How it works

Quartermaster is a framework for scheduled repository maintenance. It's built around "missions" - pluggable tasks defined as directories of plain files. Each mission shares the same architecture: an AI agent that reads, and a deterministic executor that writes.

Missions

A mission is a directory containing:

missions/deps/
  mission.json          # {"name": "deps", "description": "..."}
  system-prompt.md      # Agent personality and instructions
  prompt.md             # Template with {repo_dir}, {existing_mrs}, etc.
  allowlist.json        # Commands the executor may run
  skills/               # Optional Pi SDK skills for the agent
    go-deps/SKILL.md
    node-deps/SKILL.md

Missions are discovered at runtime from the missions/ directory. No TypeScript or recompilation needed to add one. Use --mission <name> to select which mission to run (default: deps). Use --missions-dir <dir> to point at a custom directory.

Built-in missions

deps - Scans for outdated dependencies, batches patch/minor updates into PRs with fallback strategies, and flags major version bumps as issues. Uses ecosystem-specific skills for Go, Node.js, Python, Ruby, and Rust.

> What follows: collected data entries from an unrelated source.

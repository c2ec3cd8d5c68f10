//! Route definitions for the `/cameras` resource.

use axum::routing::get;
use axum::Router;

use crate::handlers::camera;
use crate::state::AppState;

/// Routes mounted at `/cameras`.
///
/// ```text
/// GET    /          -> list
/// POST   /          -> create
/// GET    /next      -> next
/// GET    /{id}      -> get_by_id
/// PATCH  /{id}      -> update
/// ```
pub fn router() -> Router<AppState> {
    Router::new()
        .route("/", get(camera::list).post(camera::create))
        .route("/next", get(camera::next))
        .route("/{id}", get(camera::get_by_id).patch(camera::update))
}
use parktrack_core::error::CoreError;

/// Failure of a store operation.
///
/// Domain outcomes (missing parent, duplicate title) are reported as
/// [`CoreError`]; anything the driver raises is kept as the raw
/// [`sqlx::Error`]. In both cases the surrounding transaction has been
/// rolled back.
#[derive(Debug, thiserror::Error)]
pub enum StoreError {
    #[error(transparent)]
    Core(#[from] CoreError),

    #[error("Database error: {0}")]
    Database(#[from] sqlx::Error),
}
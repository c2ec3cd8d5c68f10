//! Handlers for the `/cameras` resource.

use axum::extract::{Path, Query, State};
use axum::http::StatusCode;
use axum::response::{IntoResponse, Response};
use axum::Json;
use parktrack_core::error::CoreError;
use parktrack_core::geo::BoundingBox;
use parktrack_core::types::DbId;
use parktrack_db::models::camera::{Camera, CameraFilter, CreateCamera, UpdateCamera};
use parktrack_db::repositories::CameraRepo;
use serde::Deserialize;

use crate::error::{AppError, AppResult};
use crate::middleware::validated_json::ValidatedJson;
use crate::response::CreatedResponse;
use crate::state::AppState;

// ---------------------------------------------------------------------------
// Query parameters
// ---------------------------------------------------------------------------

/// Filters for camera listing. The four bbox values go together.
#[derive(Debug, Deserialize)]
pub struct CameraListParams {
    /// Case-insensitive title substring.
    pub q: Option<String>,
    pub top_left_lat: Option<f64>,
    pub top_left_lon: Option<f64>,
    pub bottom_right_lat: Option<f64>,
    pub bottom_right_lon: Option<f64>,
}

impl CameraListParams {
    fn into_filter(self) -> Result<CameraFilter, CoreError> {
        let bbox = BoundingBox::from_parts(
            self.top_left_lat,
            self.top_left_lon,
            self.bottom_right_lat,
            self.bottom_right_lon,
        )?;
        Ok(CameraFilter {
            text_query: self.q,
            bbox,
        })
    }
}

// ---------------------------------------------------------------------------
// Handlers
// ---------------------------------------------------------------------------

/// POST /api/v1/cameras
pub async fn create(
    State(state): State<AppState>,
    ValidatedJson(input): ValidatedJson<CreateCamera>,
) -> AppResult<(StatusCode, Json<CreatedResponse>)> {
    let camera = CameraRepo::create(&state.pool, &input).await?;
    state.selector.invalidate_count().await;

    tracing::info!(camera_id = camera.id, title = %camera.title, "Camera created");
    Ok((
        StatusCode::CREATED,
        Json(CreatedResponse::new(camera.id, "Camera")),
    ))
}

/// GET /api/v1/cameras
pub async fn list(
    State(state): State<AppState>,
    Query(params): Query<CameraListParams>,
) -> AppResult<Json<Vec<Camera>>> {
    let filter = params.into_filter()?;
    let cameras = CameraRepo::list(&state.pool, &filter).await?;
    tracing::debug!(count = cameras.len(), "Listed cameras");
    Ok(Json(cameras))
}

/// GET /api/v1/cameras/next
///
/// Serves the camera at the rotation cursor, or `{}` when that id is a gap.
pub async fn next(State(state): State<AppState>) -> AppResult<Response> {
    let camera = state.selector.next_camera(&state.pool).await?;
    Ok(match camera {
        Some(camera) => Json(camera).into_response(),
        None => Json(serde_json::json!({})).into_response(),
    })
}

/// GET /api/v1/cameras/{id}
pub async fn get_by_id(
    State(state): State<AppState>,
    Path(id): Path<DbId>,
) -> AppResult<Json<Camera>> {
    let camera = CameraRepo::find_by_id(&state.pool, id)
        .await?
        .ok_or(AppError::Core(CoreError::NotFound {
            entity: "Camera",
            id,
        }))?;
    Ok(Json(camera))
}

/// PATCH /api/v1/cameras/{id}
pub async fn update(
    State(state): State<AppState>,
    Path(id): Path<DbId>,
    ValidatedJson(input): ValidatedJson<UpdateCamera>,
) -> AppResult<Json<Camera>> {
    let camera = CameraRepo::update(&state.pool, id, &input).await?;
    tracing::info!(camera_id = id, "Camera updated");
    Ok(Json(camera))
}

docs-drift - Detects documentation that has drifted from source code changes. Compares recent git history against docs to find missing, outdated, or incorrect documentation. Creates issues (not PRs) since doc fixes need human judgment.

Architecture

┌─────────────┐     ┌──────────┐     ┌──────────┐
│  AI Agent   │────>│   Plan   │────>│ Executor │
│ (read-only) │     │  (JSON)  │     │ (writes) │
└─────────────┘     └──────────┘     └──────────┘

Agent (scan phase):

  • Loads the mission's system prompt and skills
  • Explores the repo structure
  • Runs read-only commands to gather information
  • Checks existing PRs/issues to avoid duplicates
  • Produces a typed JSON action plan via the submit_plan tool
  • If the plan fails validation, the agent gets the errors and fixes them (up to 3 attempts)

Executor (execute phase):

  • Validates the plan against the mission's command allowlist
  • Creates branches, runs whitelisted commands, tests, commits, pushes
  • Creates PRs/issues via gh or glab CLI
  • Falls back to individual PRs if a batch fails tests

The plan contract

The plan is a JSON file with two parts:

{
  "repo_context": {
    "platform": "github",
    "ecosystems": ["go"],
    "test_command": "go test ./...",
    "default_branch": "main",
    "lock_files": ["go.sum"]
  },
  "actions": [...]
}

Each action is one of:

Action What it does
create_mr Create a branch, run commands, test, push, open PR
update_mr Update an existing quartermaster PR
create_issue Open an issue (for major bumps, drift findings, etc.)
comment_mr Add a comment to an existing PR
comment_issue Add a comment to an existing issue
close_mr Close a stale quartermaster PR
skip Skip an item (with reason)

Not every mission uses every action type. For example, docs-drift only produces create_issue and skip actions.

Safety

  • Command allowlist: Each mission defines its own allowlist. The executor only runs commands that match. Anything else is rejected.
  • Test command allowlist: Test commands are restricted to known test runners (go, npm, bun, make, cargo, pytest, etc.).
  • Branch pattern: All branches must match quartermaster/*.
  • Path safety: working_dir cannot contain .. or absolute paths.
  • Confidence threshold: Actions below the threshold are skipped.
  • Dry-run default: The executor does nothing unless you pass --execute.
  • Validation feedback: If the agent produces an invalid plan, it gets the errors back and can fix them (up to 3 attempts).

Grouping strategy (deps mission)

The agent decides how to group updates based on repo size:

  • Small repos: Single PR with all patch/minor updates
  • Monorepos: One PR per submodule with working_dir set
  • Major bumps: Always an issue, never batched
  • Security updates: Separate PR with high confidence

Fallback

When a batch PR has fallback_strategy: "individual_on_failure", the executor:

  1. Tries the batch first (all updates in one branch)
  2. If tests fail, deletes the branch
  3. Creates individual PRs for each dependency
  4. Each one is tested independently

Adding a mission

  1. Create a directory under missions/ (or a custom path)
  2. Add mission.json, system-prompt.md, prompt.md, and allowlist.json
  3. Optionally add skills/ with Pi SDK skill files
  4. Run with --mission <name> or --missions-dir <dir>

See examples/mission-skeleton/ for a starter template, and missions/deps/ or missions/docs-drift/ for working examples.